» Items from a dataset:
■ ■ ■ ■ ■ ■ ■

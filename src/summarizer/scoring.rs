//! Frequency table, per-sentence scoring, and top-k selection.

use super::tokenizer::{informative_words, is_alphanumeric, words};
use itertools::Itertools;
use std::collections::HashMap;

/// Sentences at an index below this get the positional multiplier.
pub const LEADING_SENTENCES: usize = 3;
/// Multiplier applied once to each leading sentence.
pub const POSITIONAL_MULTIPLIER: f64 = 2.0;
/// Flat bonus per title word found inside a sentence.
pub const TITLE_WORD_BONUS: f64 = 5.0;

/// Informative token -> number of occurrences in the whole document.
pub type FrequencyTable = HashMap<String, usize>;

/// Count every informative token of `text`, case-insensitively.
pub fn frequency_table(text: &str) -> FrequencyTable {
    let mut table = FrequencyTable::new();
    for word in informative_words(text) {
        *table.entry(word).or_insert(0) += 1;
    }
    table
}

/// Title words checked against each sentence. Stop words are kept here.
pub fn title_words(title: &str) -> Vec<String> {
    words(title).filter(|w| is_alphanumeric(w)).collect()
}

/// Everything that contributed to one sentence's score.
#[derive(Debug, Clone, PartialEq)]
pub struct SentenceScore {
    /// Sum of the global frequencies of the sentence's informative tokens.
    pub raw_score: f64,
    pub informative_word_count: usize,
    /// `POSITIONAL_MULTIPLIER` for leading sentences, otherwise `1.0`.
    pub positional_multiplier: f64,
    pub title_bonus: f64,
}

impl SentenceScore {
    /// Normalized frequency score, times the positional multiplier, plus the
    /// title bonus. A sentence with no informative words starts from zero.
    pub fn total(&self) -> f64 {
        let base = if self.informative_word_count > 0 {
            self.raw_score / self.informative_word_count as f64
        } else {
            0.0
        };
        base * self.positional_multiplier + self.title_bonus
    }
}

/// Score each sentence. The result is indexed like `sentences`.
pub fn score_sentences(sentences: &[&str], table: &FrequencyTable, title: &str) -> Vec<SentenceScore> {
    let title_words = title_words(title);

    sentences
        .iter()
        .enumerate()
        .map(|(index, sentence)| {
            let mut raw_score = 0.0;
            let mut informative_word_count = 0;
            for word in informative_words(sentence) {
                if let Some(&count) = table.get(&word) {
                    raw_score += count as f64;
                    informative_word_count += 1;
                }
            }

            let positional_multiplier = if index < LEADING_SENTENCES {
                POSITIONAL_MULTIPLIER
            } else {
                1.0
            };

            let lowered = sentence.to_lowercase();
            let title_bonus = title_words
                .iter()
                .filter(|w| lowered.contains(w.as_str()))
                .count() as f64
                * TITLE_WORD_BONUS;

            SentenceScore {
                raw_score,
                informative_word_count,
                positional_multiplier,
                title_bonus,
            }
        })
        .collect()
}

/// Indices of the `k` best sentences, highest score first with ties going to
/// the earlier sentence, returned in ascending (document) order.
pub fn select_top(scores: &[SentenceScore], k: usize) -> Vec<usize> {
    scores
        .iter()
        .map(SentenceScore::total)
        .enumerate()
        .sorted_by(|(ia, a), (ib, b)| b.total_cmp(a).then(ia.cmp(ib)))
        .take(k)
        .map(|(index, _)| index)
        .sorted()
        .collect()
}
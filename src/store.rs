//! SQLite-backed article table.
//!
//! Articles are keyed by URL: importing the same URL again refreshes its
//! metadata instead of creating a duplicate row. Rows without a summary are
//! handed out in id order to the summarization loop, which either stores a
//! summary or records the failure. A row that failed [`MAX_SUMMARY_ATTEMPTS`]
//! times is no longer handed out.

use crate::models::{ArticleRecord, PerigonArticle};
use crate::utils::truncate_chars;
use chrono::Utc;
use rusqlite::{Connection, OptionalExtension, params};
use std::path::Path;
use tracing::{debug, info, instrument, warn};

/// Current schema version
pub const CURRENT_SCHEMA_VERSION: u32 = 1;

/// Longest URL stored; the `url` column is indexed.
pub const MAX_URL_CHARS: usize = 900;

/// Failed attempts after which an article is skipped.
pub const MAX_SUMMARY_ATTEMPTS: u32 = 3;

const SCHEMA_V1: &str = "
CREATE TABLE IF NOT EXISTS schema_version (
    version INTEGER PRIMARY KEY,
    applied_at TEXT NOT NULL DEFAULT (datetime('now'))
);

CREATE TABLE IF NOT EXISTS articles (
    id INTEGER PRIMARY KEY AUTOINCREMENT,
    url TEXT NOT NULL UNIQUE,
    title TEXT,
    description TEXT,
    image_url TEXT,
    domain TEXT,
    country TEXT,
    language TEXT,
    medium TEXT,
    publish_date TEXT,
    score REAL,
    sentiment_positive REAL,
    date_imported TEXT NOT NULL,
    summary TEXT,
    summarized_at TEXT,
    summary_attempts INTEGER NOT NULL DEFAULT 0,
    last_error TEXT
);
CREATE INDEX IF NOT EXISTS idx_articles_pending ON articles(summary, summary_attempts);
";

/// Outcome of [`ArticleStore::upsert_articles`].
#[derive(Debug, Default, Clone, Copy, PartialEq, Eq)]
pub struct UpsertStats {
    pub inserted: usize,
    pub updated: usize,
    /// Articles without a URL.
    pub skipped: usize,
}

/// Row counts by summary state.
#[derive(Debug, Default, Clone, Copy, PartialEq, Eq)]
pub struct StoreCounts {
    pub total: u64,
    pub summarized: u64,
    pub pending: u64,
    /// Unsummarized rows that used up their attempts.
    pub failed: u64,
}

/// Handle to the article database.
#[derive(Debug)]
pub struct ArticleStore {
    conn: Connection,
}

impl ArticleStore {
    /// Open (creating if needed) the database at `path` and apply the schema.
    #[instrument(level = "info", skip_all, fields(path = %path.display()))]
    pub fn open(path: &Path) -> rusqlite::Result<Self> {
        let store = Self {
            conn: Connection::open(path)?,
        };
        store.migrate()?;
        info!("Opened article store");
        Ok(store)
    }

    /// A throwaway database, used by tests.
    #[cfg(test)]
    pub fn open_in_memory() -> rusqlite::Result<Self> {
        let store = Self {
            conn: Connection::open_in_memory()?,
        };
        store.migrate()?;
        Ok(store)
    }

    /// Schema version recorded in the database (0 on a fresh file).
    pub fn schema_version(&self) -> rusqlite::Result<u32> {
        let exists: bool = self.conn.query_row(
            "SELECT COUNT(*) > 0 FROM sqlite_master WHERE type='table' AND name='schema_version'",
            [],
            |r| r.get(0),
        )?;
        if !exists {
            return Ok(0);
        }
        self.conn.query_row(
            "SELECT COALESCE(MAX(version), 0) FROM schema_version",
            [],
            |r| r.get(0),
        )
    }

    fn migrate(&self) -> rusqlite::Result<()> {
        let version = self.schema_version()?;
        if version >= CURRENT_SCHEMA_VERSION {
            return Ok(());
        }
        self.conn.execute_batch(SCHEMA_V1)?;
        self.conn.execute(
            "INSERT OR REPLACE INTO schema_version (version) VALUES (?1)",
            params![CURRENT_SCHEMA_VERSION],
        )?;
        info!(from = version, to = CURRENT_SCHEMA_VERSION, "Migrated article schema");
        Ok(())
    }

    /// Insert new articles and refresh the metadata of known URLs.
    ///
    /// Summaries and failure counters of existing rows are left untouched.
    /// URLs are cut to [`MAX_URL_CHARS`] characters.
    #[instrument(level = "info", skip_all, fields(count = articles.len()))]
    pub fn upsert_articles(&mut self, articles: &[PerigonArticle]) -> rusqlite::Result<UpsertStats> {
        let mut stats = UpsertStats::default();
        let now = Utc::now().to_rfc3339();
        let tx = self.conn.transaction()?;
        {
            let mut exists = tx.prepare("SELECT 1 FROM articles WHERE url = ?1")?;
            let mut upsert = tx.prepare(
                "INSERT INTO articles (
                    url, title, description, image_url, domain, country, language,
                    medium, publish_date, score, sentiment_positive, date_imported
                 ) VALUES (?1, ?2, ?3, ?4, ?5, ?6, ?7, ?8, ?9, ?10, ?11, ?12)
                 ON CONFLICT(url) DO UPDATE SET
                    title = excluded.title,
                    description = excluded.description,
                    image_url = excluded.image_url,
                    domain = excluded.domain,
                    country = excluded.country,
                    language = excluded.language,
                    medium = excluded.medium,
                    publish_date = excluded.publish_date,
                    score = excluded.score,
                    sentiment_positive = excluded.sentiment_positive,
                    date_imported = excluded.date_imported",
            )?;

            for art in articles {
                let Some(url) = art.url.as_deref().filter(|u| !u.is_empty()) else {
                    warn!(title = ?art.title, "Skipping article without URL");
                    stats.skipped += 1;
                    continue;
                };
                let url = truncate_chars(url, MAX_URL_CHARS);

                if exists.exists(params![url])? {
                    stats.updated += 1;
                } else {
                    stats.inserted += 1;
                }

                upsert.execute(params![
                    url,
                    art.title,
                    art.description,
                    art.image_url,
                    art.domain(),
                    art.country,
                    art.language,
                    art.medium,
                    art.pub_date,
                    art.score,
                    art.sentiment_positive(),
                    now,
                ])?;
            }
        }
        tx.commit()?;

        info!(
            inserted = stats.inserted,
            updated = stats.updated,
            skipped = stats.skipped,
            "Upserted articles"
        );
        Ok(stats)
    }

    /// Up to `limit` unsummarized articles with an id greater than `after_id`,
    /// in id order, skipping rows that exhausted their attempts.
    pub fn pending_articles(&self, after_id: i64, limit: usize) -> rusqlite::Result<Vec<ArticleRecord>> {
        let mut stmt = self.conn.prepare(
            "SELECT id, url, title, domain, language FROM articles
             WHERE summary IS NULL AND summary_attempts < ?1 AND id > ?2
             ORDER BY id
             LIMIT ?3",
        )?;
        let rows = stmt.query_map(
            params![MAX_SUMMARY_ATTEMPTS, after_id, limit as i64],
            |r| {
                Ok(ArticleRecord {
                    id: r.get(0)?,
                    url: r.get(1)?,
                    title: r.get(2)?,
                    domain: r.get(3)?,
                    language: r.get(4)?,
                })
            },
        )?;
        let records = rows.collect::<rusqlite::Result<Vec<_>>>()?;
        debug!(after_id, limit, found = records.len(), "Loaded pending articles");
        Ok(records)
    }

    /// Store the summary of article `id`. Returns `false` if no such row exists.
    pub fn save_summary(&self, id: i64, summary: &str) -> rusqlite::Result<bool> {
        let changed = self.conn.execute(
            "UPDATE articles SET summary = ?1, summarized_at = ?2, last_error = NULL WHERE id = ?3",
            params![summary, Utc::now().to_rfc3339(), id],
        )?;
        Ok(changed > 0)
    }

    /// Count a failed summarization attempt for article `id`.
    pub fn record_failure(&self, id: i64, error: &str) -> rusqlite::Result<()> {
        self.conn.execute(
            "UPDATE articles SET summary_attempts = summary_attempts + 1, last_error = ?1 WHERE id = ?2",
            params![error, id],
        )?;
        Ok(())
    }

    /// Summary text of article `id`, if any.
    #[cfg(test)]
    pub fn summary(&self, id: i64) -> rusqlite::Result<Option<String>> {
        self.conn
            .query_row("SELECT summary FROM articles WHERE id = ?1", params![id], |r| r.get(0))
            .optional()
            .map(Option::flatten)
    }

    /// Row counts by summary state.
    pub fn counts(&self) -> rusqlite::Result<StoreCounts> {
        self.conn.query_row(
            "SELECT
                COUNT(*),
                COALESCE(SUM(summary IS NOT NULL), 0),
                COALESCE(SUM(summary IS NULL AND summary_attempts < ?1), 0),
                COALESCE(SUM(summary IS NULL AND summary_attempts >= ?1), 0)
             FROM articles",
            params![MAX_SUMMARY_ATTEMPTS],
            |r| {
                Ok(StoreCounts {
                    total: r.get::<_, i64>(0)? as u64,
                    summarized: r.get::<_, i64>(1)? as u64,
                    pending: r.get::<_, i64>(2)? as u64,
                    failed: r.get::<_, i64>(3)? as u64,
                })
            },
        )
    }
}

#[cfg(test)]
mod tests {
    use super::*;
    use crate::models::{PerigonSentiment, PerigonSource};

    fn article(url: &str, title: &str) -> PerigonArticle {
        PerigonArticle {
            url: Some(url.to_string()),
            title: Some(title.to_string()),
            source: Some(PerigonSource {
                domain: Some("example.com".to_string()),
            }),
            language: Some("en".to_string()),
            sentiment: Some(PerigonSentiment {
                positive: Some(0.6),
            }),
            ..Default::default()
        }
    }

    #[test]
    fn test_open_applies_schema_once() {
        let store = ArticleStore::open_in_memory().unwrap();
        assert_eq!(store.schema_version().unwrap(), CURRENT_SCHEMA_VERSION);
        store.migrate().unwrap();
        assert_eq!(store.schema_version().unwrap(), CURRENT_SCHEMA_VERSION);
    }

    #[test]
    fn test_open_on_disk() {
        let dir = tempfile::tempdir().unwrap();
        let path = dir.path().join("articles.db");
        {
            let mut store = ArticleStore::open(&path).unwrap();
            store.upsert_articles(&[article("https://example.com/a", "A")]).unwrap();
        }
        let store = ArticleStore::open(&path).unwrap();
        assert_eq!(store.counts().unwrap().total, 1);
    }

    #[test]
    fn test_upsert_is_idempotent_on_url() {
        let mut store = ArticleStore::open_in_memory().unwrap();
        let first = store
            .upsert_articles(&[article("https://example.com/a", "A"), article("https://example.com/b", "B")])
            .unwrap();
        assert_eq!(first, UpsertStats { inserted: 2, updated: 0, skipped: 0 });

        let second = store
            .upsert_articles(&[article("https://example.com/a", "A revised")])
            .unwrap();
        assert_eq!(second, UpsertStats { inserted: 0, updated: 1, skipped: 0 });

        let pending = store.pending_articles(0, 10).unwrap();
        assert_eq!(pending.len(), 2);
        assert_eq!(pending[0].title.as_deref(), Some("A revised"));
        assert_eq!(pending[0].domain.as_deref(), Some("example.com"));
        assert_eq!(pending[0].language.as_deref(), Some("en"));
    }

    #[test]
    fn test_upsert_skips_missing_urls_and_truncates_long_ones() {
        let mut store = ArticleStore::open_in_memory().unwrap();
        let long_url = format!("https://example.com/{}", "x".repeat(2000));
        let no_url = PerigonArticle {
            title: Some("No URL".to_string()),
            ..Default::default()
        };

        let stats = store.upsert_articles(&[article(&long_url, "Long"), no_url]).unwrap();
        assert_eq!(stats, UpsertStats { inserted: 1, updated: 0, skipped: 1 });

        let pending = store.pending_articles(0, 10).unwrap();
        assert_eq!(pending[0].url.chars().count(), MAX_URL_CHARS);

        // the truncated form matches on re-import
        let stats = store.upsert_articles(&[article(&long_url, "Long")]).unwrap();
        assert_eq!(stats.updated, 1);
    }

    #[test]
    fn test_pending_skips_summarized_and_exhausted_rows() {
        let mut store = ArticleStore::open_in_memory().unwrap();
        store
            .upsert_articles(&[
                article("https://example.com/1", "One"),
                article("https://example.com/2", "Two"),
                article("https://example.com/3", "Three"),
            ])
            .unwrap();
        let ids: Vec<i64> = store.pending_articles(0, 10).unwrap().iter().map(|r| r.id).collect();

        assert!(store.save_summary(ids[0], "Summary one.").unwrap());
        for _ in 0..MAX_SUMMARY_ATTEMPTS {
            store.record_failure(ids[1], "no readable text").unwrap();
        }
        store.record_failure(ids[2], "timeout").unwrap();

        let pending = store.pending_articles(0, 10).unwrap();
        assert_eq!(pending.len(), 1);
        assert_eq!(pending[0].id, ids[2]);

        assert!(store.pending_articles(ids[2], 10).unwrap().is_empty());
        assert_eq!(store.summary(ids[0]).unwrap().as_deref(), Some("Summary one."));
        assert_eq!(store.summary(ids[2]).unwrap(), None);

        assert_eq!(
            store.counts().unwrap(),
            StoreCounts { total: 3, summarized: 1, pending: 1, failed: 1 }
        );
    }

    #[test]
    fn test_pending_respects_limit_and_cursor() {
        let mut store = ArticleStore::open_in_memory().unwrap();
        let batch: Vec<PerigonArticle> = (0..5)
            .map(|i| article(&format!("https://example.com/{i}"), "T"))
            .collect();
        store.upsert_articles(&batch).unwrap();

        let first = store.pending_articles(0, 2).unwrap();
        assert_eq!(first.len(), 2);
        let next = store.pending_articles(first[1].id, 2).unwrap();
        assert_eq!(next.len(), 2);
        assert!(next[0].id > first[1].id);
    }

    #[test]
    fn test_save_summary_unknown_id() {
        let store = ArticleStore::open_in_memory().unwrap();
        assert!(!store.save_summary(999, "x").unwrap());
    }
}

■ ■ ■ ■ ■ ■ ■

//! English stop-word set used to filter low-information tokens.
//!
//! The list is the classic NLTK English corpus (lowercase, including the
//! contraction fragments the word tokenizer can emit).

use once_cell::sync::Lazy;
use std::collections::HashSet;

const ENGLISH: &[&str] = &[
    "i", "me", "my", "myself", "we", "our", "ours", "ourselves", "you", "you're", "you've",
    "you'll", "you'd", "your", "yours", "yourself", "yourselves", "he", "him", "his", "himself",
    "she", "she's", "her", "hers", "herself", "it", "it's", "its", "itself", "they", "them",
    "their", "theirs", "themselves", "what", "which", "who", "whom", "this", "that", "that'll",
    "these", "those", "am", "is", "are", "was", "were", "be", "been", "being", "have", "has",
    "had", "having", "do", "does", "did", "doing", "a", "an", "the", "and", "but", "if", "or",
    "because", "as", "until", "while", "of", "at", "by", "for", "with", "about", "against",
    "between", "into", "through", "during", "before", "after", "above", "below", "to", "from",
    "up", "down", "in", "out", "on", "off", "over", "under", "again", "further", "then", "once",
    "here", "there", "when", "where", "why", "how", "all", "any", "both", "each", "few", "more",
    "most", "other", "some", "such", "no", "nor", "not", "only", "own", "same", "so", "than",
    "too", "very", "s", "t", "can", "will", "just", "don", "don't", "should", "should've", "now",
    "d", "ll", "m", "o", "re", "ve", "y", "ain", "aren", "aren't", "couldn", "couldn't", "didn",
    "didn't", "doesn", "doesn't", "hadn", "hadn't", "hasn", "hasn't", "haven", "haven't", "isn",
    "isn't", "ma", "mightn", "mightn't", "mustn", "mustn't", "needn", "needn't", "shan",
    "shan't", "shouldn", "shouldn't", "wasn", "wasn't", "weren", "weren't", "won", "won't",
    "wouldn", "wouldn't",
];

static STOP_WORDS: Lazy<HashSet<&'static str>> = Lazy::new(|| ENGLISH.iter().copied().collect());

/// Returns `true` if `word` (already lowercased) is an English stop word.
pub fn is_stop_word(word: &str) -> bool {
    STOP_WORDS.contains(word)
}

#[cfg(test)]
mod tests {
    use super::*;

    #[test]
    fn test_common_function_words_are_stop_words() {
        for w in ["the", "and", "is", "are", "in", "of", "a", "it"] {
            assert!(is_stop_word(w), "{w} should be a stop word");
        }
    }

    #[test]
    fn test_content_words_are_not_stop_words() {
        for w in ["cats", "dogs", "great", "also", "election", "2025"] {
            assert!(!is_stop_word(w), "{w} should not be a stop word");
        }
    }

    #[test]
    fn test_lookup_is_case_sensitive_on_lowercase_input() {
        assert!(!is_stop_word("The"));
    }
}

■ ■ ■ ■ ■ ■ ■

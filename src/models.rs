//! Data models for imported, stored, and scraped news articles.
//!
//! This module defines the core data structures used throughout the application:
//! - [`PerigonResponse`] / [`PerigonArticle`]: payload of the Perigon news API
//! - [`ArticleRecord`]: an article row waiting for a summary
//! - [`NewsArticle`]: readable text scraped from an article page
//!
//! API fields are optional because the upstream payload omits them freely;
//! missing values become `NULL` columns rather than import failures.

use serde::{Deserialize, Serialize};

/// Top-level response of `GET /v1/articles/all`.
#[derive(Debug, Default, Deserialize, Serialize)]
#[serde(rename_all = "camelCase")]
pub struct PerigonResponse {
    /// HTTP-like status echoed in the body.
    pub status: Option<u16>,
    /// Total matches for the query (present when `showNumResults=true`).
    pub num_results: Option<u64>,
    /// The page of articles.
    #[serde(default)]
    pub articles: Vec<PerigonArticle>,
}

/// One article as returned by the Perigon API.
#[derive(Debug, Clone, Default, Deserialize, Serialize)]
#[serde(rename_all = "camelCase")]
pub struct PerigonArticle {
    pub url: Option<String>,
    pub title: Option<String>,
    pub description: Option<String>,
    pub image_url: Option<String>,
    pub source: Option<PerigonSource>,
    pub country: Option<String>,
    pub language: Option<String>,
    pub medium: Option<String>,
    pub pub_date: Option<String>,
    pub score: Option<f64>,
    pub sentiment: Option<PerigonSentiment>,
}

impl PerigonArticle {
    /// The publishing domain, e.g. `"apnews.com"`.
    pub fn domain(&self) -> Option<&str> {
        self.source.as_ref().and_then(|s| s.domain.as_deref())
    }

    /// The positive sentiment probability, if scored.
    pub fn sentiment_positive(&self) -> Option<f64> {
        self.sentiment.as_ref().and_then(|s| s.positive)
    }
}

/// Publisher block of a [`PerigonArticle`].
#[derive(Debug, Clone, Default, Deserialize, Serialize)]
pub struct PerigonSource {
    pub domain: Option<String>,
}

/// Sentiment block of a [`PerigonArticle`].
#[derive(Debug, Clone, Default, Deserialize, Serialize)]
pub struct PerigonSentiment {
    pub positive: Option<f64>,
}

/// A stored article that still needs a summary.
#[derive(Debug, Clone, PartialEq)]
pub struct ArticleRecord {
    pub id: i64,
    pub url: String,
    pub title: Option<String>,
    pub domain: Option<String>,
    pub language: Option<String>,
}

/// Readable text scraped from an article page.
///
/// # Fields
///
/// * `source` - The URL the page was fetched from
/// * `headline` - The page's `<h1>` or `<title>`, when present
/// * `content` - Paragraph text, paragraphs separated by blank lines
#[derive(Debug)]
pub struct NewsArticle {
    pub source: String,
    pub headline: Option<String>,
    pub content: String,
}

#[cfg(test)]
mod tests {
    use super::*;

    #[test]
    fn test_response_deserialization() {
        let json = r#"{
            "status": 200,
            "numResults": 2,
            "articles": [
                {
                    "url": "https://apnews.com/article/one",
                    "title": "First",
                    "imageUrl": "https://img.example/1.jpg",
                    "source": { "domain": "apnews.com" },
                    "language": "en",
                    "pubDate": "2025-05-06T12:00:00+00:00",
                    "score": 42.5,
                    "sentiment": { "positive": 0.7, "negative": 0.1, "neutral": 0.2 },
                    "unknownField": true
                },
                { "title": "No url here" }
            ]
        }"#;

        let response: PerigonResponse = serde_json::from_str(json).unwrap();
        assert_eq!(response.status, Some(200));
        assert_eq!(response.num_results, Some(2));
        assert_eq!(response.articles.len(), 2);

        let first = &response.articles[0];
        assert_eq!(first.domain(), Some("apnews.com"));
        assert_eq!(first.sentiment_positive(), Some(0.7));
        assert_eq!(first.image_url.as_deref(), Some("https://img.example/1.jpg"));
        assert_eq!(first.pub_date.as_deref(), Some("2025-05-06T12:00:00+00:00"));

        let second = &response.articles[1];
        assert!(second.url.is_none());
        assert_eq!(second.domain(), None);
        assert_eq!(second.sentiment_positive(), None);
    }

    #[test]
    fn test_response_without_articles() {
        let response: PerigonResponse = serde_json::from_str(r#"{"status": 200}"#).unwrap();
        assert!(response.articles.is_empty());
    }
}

■ ■ ■ ■ ■ ■ ■

» REQUIRED WORK: In the entries above, find every line holding the word "handed" and copy it out.

» SOLUTION TO THE PROBLEM:
//! handed out in id order to the summarization loop, which either stores a
//! times is no longer handed out.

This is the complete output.